When Oscar speaks with Steve and Jamie at the beginning of the episode, he removes his glasses twice.
The merc behind the wheel of the attempted-hit-and-run car is initially shown starting up and doing a burnout in a huge lumbering gray early-70's Cadillac-type luxury-sedan with the ignition-switch mounted on the steering-column, yet in the subsequent wide-angle shot, this hulking gray sedan is visible at the front of the line of stopped cars behind the crosswalk but doesn't pull out; the car that actually tries to run Tanya down is a bright reddish-orange mid-size AMC Matador/Ambassador sedan that would likely have its ignition-switch located down on the dashboard the way most older-model cars were configured prior to the early 70's; it swerves out from the back of the line of stopped cars and charges through the intersection right after Steve yanks Tanya away.
When the assassin is shown sitting in his car, revving the engine, he is sitting in a brown leather office chair, not the front seat of a car (which was taken from an earlier scene in an office, receiving orders).
When Steve is rescuing Tanya, he blocks a punch with his non-bionic left arm, but produces a bionic thud.

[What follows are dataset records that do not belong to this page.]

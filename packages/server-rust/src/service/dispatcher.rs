//! Request dispatcher: resolves a target module and performs its remote call.
//!
//! This is the single call path behind `POST /rpc`, queue draining, and
//! realtime channel `call` frames.

use std::error::Error as _;
use std::sync::Arc;
use std::time::Duration;

use async_trait::async_trait;
use interop_core::messages::ModuleRpcRequest;
use interop_core::{ClockSource, SystemClock};
use serde_json::{json, Value};
use tracing::{debug, warn};

use super::config::ServerConfig;
use super::error::InteropError;
use super::registry::ModuleRegistry;

// ---------------------------------------------------------------------------
// DispatchOutcome
// ---------------------------------------------------------------------------

/// Where a dispatch result came from.
#[derive(Debug, Clone, Copy, PartialEq, Eq)]
pub enum DispatchOrigin {
    /// The target module answered on its own `/rpc` endpoint.
    Remote,
    /// The target has no port; the result was synthesized locally.
    Stub,
}

/// Successful result of a dispatch.
#[derive(Debug, Clone, PartialEq)]
pub struct DispatchOutcome {
    pub result: Value,
    pub origin: DispatchOrigin,
}

impl DispatchOutcome {
    #[must_use]
    pub fn remote(result: Value) -> Self {
        Self {
            result,
            origin: DispatchOrigin::Remote,
        }
    }

    #[must_use]
    pub fn stub(result: Value) -> Self {
        Self {
            result,
            origin: DispatchOrigin::Stub,
        }
    }

    /// Stub results must never be mistaken for a module's real answer.
    #[must_use]
    pub fn is_stub(&self) -> bool {
        self.origin == DispatchOrigin::Stub
    }
}

// ---------------------------------------------------------------------------
// Dispatch trait
// ---------------------------------------------------------------------------

/// Performs a call against a registered module.
#[async_trait]
pub trait Dispatch: Send + Sync {
    /// Resolves `target` and calls `method` with `params`.
    async fn dispatch(
        &self,
        target: &str,
        method: &str,
        params: Value,
    ) -> Result<DispatchOutcome, InteropError>;
}

// ---------------------------------------------------------------------------
// Dispatcher
// ---------------------------------------------------------------------------

/// HTTP dispatcher forwarding calls to each module's own `/rpc` endpoint.
///
/// Calls are not retried. Every outbound request is bounded by the
/// configured dispatch timeout.
pub struct Dispatcher {
    registry: Arc<ModuleRegistry>,
    client: reqwest::Client,
    module_host: String,
    timeout: Duration,
    stub_fallback: bool,
    clock: Arc<dyn ClockSource>,
}

impl Dispatcher {
    /// Creates a dispatcher over `registry`.
    ///
    /// # Errors
    ///
    /// Returns an error if the HTTP client cannot be constructed.
    pub fn new(registry: Arc<ModuleRegistry>, config: &ServerConfig) -> anyhow::Result<Self> {
        Self::with_clock(registry, config, Arc::new(SystemClock))
    }

    /// Creates a dispatcher with an injected clock for stub timestamps.
    ///
    /// # Errors
    ///
    /// Returns an error if the HTTP client cannot be constructed.
    pub fn with_clock(
        registry: Arc<ModuleRegistry>,
        config: &ServerConfig,
        clock: Arc<dyn ClockSource>,
    ) -> anyhow::Result<Self> {
        let timeout = config.dispatch_timeout();
        let client = reqwest::Client::builder().timeout(timeout).build()?;
        Ok(Self {
            registry,
            client,
            module_host: config.module_host.clone(),
            timeout,
            stub_fallback: config.stub_fallback,
            clock,
        })
    }

    async fn call_remote(
        &self,
        target: &str,
        port: u16,
        method: &str,
        params: Value,
    ) -> Result<Value, InteropError> {
        let url = format!("http://{}:{port}/rpc", self.module_host);
        let body = ModuleRpcRequest {
            method: method.to_string(),
            params,
        };
        debug!(module = %target, %method, %url, "forwarding call to module");

        let response = self
            .client
            .post(&url)
            .json(&body)
            .send()
            .await
            .map_err(|err| self.transport_error(target, &err))?;

        let status = response.status();
        if !status.is_success() {
            let text = response.text().await.unwrap_or_default();
            return Err(InteropError::Dispatch {
                target: target.to_string(),
                message: format!("module responded with {status}: {}", text.trim()),
            });
        }

        response.json::<Value>().await.map_err(|err| {
            if err.is_timeout() {
                self.transport_error(target, &err)
            } else {
                InteropError::Dispatch {
                    target: target.to_string(),
                    message: format!("module returned invalid JSON: {err}"),
                }
            }
        })
    }

    fn transport_error(&self, target: &str, err: &reqwest::Error) -> InteropError {
        let message = if err.is_timeout() {
            format!("request timed out after {}ms", self.timeout.as_millis())
        } else {
            error_chain(err)
        };
        InteropError::Dispatch {
            target: target.to_string(),
            message,
        }
    }

    fn stub_result(&self, target: &str, method: &str, params: Value) -> Value {
        json!({
            "stub": true,
            "target": target,
            "method": method,
            "params": params,
            "timestamp": self.clock.now(),
        })
    }
}

#[async_trait]
impl Dispatch for Dispatcher {
    async fn dispatch(
        &self,
        target: &str,
        method: &str,
        params: Value,
    ) -> Result<DispatchOutcome, InteropError> {
        let Some(record) = self.registry.touch(target) else {
            debug!(module = %target, %method, "dispatch target not registered");
            metrics::counter!("interop_dispatch_total", "outcome" => "not_found").increment(1);
            return Err(InteropError::ModuleNotFound {
                target: target.to_string(),
            });
        };

        let outcome = match record.port {
            Some(port) => self
                .call_remote(target, port, method, params)
                .await
                .map(DispatchOutcome::remote),
            None if self.stub_fallback => {
                warn!(module = %target, %method, "module has no port; answering with stub result");
                Ok(DispatchOutcome::stub(self.stub_result(target, method, params)))
            }
            None => Err(InteropError::Dispatch {
                target: target.to_string(),
                message: "module has no port and stub fallback is disabled".to_string(),
            }),
        };

        let label = match &outcome {
            Ok(o) if o.is_stub() => "stub",
            Ok(_) => "remote",
            Err(err) => {
                warn!(module = %target, %method, error = %err, "dispatch failed");
                "error"
            }
        };
        metrics::counter!("interop_dispatch_total", "outcome" => label).increment(1);

        outcome
    }
}

/// Flattens an error and its sources into one line, so the root cause
/// (e.g. "Connection refused") survives into the response.
fn error_chain(err: &reqwest::Error) -> String {
    let mut message = err.to_string();
    let mut source = err.source();
    while let Some(cause) = source {
        message.push_str(": ");
        message.push_str(&cause.to_string());
        source = cause.source();
    }
    message
}

// ---------------------------------------------------------------------------
// Tests
// ---------------------------------------------------------------------------
//! Wire message schemas for the interop protocol.
//!
//! All bodies are JSON. Structs use camelCase field names so that the
//! JavaScript and Python module clients read them without translation.

pub mod channel;
pub mod http;
pub mod rpc;

pub use channel::{ClientMessage, ServerMessage};

pub use http::{
    AckResponse, HealthResponse, ModuleListResponse, ProcessQueueRequest, ProcessQueueResponse,
    QueueListResponse, QueueSubmitRequest, QueueSubmitResponse, RegisterRequest, RpcRequest,
    RpcResponse,
};

pub use rpc::ModuleRpcRequest;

The confidential file on Uri Gargon contains two paragraphs written from the point of view of one of the show's staff writers. For example: "I, of course, expect proper screen credit for this wonderful job I am doing of typing a confidential file for inserts."
The door that Steve breaks the doorknob off apparently has no lock on the knob; the door's locking device is a key-operated deadbolt that's located several inches above the knob. So Steve should have known that there was no need to break the knob, and then he also doesn't do anything to the deadbolt, which he would need to break in order to get in.
When Steve lifts the barbell "single-handedly", there is no accompanying bionic sound.
Tanya is identified as a teenager, but she obviously looks a good bit older (and the actress is indeed in her mid-20s).